__What is required__: Filter the lines below, keeping each one that holds "Debug".

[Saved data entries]
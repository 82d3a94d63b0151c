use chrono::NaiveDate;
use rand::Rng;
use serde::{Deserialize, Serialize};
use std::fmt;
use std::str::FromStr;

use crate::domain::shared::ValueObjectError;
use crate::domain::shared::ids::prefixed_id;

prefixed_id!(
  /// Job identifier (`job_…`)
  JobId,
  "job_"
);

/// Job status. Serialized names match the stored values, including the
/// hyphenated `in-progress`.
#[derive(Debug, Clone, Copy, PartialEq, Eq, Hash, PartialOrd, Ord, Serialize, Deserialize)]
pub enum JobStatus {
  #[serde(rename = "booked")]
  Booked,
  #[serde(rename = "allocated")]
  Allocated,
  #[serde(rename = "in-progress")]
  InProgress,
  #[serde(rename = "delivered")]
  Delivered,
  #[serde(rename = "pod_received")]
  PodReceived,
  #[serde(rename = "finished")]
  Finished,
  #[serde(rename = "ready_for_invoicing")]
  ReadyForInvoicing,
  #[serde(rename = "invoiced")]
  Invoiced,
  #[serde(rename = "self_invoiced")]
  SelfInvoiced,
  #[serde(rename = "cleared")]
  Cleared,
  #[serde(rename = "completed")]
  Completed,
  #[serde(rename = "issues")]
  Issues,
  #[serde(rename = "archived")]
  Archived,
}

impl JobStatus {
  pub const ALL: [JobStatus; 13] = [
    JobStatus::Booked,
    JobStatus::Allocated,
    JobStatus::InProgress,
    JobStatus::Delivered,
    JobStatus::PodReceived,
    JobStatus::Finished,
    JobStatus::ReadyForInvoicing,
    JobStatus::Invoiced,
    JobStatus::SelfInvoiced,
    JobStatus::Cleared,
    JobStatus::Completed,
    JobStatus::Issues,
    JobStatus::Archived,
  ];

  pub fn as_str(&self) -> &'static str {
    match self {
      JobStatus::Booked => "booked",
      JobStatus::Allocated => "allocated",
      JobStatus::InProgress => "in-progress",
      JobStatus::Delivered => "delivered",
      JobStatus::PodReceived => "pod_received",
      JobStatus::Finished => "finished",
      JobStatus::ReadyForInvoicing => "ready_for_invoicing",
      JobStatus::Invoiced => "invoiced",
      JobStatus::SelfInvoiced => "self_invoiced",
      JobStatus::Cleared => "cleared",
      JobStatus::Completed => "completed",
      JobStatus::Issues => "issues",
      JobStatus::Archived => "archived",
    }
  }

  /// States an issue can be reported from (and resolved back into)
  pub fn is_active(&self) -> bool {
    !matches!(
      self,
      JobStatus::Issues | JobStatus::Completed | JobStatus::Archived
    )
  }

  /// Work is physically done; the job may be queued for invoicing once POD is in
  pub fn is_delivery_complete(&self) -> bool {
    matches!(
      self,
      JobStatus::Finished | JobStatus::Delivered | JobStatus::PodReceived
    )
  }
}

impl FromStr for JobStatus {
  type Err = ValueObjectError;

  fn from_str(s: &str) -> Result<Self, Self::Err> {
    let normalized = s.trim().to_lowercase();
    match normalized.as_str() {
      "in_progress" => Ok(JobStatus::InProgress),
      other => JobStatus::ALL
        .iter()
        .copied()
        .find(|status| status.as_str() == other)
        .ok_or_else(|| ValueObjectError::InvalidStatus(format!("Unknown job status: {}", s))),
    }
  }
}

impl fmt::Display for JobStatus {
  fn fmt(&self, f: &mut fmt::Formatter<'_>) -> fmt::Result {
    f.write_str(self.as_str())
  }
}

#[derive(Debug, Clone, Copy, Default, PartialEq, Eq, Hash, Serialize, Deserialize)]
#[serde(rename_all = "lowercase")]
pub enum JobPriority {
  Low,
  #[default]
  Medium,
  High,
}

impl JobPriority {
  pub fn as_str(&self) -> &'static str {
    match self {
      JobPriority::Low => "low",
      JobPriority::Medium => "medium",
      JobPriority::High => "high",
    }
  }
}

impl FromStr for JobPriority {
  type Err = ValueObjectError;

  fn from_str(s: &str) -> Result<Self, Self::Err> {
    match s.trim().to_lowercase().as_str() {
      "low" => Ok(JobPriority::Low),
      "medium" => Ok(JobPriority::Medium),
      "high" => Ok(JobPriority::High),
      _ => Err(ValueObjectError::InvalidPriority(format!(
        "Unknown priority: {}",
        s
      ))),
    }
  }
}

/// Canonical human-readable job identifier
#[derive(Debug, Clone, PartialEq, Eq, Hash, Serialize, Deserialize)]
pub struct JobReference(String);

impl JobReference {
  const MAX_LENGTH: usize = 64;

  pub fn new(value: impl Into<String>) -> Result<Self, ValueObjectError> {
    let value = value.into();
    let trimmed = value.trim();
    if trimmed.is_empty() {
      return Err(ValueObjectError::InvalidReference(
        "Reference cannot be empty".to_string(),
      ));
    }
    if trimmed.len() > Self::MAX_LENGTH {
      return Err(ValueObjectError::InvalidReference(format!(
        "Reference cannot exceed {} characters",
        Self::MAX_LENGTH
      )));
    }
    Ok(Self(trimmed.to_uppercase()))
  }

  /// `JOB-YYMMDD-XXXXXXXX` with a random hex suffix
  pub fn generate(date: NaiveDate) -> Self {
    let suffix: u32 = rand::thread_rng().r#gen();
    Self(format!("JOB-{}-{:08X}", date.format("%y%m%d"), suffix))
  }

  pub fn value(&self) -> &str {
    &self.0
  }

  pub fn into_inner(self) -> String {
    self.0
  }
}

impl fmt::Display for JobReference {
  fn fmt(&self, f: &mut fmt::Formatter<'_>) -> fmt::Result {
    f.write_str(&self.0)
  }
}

* * *

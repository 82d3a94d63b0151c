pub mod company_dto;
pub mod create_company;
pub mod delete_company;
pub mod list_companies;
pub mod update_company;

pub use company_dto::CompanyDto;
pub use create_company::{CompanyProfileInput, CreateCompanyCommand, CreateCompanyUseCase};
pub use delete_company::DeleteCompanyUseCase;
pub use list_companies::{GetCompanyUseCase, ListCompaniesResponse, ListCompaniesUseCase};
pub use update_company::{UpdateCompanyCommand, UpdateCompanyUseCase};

---

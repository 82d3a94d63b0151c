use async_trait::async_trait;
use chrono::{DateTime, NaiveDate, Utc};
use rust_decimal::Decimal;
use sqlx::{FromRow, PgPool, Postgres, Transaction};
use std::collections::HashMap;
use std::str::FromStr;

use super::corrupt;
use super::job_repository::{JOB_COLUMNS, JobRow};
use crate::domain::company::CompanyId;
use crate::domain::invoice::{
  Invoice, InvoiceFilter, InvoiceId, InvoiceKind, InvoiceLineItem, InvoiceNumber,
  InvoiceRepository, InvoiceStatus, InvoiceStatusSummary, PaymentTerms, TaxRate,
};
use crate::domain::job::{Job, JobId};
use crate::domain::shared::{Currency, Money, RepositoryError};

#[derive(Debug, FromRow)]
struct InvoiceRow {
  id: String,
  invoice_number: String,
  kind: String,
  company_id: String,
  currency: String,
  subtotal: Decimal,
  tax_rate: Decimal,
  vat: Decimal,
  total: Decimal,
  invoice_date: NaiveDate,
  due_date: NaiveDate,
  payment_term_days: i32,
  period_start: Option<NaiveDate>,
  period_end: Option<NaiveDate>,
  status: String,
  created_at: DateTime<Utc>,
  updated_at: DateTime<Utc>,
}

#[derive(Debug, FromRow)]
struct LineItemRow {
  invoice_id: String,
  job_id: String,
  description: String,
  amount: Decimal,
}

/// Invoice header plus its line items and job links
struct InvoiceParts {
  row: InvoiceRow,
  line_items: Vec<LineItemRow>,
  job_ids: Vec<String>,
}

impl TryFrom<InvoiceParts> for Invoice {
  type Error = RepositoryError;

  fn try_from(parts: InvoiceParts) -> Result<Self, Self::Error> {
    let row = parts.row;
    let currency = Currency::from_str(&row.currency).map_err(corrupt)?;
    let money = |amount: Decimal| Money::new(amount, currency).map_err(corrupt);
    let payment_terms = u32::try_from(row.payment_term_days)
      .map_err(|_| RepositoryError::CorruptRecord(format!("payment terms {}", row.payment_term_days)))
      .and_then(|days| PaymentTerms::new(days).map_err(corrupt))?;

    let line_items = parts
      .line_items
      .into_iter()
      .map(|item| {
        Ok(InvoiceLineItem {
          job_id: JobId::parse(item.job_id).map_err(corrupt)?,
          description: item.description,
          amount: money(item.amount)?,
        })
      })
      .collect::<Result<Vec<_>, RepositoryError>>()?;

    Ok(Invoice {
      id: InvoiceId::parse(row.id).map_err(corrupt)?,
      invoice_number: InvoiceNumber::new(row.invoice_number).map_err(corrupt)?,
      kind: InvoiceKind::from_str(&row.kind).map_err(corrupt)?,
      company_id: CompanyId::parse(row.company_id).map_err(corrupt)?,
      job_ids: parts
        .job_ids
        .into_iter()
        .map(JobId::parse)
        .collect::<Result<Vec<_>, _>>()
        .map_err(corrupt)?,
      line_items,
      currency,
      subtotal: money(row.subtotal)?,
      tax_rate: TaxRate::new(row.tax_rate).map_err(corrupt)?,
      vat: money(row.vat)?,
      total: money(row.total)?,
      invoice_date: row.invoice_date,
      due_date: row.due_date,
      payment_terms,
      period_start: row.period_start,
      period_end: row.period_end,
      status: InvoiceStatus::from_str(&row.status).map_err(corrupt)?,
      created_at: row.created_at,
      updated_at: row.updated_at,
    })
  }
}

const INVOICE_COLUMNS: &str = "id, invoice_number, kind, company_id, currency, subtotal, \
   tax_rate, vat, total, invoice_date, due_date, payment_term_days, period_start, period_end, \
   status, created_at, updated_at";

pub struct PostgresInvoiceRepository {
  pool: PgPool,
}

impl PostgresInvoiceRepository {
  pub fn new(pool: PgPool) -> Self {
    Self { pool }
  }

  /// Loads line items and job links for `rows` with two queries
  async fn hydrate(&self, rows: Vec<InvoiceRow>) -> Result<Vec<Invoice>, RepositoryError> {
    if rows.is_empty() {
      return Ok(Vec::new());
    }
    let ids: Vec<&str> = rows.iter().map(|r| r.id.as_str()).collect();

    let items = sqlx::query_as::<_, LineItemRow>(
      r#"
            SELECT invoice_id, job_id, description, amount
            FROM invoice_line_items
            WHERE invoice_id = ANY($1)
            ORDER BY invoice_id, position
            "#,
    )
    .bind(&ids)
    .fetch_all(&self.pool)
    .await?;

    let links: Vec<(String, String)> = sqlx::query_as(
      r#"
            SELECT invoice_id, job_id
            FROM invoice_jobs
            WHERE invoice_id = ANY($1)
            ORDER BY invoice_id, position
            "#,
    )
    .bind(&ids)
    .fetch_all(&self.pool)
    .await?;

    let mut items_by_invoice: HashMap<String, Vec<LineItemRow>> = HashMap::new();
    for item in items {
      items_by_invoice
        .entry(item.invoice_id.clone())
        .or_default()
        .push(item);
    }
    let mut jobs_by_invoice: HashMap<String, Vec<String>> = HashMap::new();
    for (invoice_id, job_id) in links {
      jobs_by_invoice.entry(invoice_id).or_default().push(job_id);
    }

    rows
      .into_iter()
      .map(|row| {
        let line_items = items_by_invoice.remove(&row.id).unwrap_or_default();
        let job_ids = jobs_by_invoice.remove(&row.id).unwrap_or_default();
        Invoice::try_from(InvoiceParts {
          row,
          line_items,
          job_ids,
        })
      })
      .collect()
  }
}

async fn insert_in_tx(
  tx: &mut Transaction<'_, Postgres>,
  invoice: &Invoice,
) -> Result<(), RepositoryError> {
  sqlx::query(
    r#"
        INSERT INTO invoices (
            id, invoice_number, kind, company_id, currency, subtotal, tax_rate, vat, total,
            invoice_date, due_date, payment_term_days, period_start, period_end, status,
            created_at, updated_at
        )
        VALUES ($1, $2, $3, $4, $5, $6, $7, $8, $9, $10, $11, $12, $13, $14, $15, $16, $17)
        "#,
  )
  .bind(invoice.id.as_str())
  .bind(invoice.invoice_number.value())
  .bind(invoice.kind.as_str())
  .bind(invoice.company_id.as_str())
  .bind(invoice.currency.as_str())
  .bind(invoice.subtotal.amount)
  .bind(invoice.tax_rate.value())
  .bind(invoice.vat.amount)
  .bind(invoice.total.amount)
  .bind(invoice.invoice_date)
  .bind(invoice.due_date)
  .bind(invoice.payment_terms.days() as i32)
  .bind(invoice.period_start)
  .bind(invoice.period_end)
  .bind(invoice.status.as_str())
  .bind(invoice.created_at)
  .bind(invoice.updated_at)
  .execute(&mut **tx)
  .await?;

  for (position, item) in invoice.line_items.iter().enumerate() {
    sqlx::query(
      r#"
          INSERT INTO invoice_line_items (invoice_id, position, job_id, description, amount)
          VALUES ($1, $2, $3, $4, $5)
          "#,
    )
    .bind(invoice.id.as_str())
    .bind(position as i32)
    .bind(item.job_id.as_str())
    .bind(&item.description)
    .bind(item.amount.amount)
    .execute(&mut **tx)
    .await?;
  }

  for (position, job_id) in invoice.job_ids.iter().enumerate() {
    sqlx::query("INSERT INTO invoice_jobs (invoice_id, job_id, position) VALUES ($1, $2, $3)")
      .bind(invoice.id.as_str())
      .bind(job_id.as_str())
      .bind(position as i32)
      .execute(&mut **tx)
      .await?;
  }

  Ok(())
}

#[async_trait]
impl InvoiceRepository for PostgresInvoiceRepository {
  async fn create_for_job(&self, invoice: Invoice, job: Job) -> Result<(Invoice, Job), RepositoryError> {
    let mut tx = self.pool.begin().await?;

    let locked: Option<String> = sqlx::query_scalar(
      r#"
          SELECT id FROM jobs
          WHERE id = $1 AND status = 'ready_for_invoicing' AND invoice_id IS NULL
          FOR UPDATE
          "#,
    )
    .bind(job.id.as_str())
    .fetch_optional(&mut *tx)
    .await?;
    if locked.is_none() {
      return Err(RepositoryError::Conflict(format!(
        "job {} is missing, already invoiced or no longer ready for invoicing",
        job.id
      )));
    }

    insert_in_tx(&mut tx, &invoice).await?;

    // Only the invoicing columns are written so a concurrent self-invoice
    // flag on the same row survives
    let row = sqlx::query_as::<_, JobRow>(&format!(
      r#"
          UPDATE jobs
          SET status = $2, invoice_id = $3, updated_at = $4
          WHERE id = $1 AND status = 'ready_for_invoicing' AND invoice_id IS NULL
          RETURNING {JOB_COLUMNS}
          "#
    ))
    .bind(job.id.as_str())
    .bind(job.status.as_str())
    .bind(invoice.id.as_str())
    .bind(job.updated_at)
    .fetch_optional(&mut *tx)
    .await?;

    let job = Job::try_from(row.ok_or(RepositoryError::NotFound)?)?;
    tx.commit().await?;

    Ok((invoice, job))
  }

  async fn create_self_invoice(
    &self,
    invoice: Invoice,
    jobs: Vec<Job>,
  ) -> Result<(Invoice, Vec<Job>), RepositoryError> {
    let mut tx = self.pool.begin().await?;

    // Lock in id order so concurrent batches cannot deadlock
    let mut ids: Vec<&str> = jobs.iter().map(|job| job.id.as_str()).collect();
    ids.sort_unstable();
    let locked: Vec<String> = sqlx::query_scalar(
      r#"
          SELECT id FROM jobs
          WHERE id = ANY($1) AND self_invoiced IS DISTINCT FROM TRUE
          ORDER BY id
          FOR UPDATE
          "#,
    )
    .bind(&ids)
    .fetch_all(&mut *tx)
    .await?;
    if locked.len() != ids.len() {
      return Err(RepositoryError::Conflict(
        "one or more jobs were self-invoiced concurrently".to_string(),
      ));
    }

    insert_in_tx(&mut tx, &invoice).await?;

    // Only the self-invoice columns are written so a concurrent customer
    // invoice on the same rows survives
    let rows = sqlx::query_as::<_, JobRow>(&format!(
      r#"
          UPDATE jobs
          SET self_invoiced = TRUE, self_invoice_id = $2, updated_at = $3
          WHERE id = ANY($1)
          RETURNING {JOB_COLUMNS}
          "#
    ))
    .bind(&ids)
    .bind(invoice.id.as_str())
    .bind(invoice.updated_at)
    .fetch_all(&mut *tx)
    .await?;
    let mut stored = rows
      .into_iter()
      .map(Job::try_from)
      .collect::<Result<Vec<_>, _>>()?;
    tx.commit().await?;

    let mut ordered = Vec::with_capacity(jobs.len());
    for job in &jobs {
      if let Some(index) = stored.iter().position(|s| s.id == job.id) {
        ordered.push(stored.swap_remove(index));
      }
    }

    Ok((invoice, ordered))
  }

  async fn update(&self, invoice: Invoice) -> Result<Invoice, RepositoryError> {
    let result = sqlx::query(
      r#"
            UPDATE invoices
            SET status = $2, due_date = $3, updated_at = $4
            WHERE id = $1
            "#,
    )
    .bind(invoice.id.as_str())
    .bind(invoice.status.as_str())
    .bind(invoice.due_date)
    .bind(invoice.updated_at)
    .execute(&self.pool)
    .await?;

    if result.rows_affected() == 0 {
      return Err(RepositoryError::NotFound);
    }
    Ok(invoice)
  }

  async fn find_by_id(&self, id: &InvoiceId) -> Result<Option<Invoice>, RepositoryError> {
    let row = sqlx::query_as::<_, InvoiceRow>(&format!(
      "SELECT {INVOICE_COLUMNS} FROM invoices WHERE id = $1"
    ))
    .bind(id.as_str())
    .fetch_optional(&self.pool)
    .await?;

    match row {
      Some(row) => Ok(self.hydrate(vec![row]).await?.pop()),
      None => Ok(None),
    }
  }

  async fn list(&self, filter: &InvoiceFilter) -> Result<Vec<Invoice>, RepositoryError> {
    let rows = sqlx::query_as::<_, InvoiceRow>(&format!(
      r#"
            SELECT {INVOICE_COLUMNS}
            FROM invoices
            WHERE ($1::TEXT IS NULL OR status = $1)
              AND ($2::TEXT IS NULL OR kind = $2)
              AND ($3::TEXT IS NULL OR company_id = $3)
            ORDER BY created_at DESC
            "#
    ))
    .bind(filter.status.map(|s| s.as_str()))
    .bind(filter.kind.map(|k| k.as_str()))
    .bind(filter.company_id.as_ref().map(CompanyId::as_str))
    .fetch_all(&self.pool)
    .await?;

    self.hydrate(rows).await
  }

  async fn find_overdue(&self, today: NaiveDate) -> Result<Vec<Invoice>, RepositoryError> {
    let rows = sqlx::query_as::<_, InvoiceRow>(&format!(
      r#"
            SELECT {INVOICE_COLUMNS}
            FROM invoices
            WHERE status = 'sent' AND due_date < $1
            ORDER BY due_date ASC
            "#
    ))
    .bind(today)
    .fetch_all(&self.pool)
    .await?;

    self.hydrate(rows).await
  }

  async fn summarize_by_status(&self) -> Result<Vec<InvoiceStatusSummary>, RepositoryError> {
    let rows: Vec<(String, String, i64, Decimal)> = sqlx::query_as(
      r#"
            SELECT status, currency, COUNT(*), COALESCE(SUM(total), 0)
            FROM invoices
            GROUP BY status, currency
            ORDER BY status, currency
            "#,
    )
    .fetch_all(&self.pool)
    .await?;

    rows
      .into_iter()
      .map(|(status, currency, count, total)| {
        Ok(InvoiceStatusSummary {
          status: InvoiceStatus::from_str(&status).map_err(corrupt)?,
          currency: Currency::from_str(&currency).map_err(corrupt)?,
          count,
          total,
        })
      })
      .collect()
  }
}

__Reply to the task__:
#[derive(Debug, Clone, Copy, PartialEq, Eq, Hash, PartialOrd, Ord, Serialize, Deserialize)]
#[derive(Debug, Clone, Copy, Default, PartialEq, Eq, Hash, Serialize, Deserialize)]
#[derive(Debug, Clone, PartialEq, Eq, Hash, Serialize, Deserialize)]
#[derive(Debug, FromRow)]
#[derive(Debug, FromRow)]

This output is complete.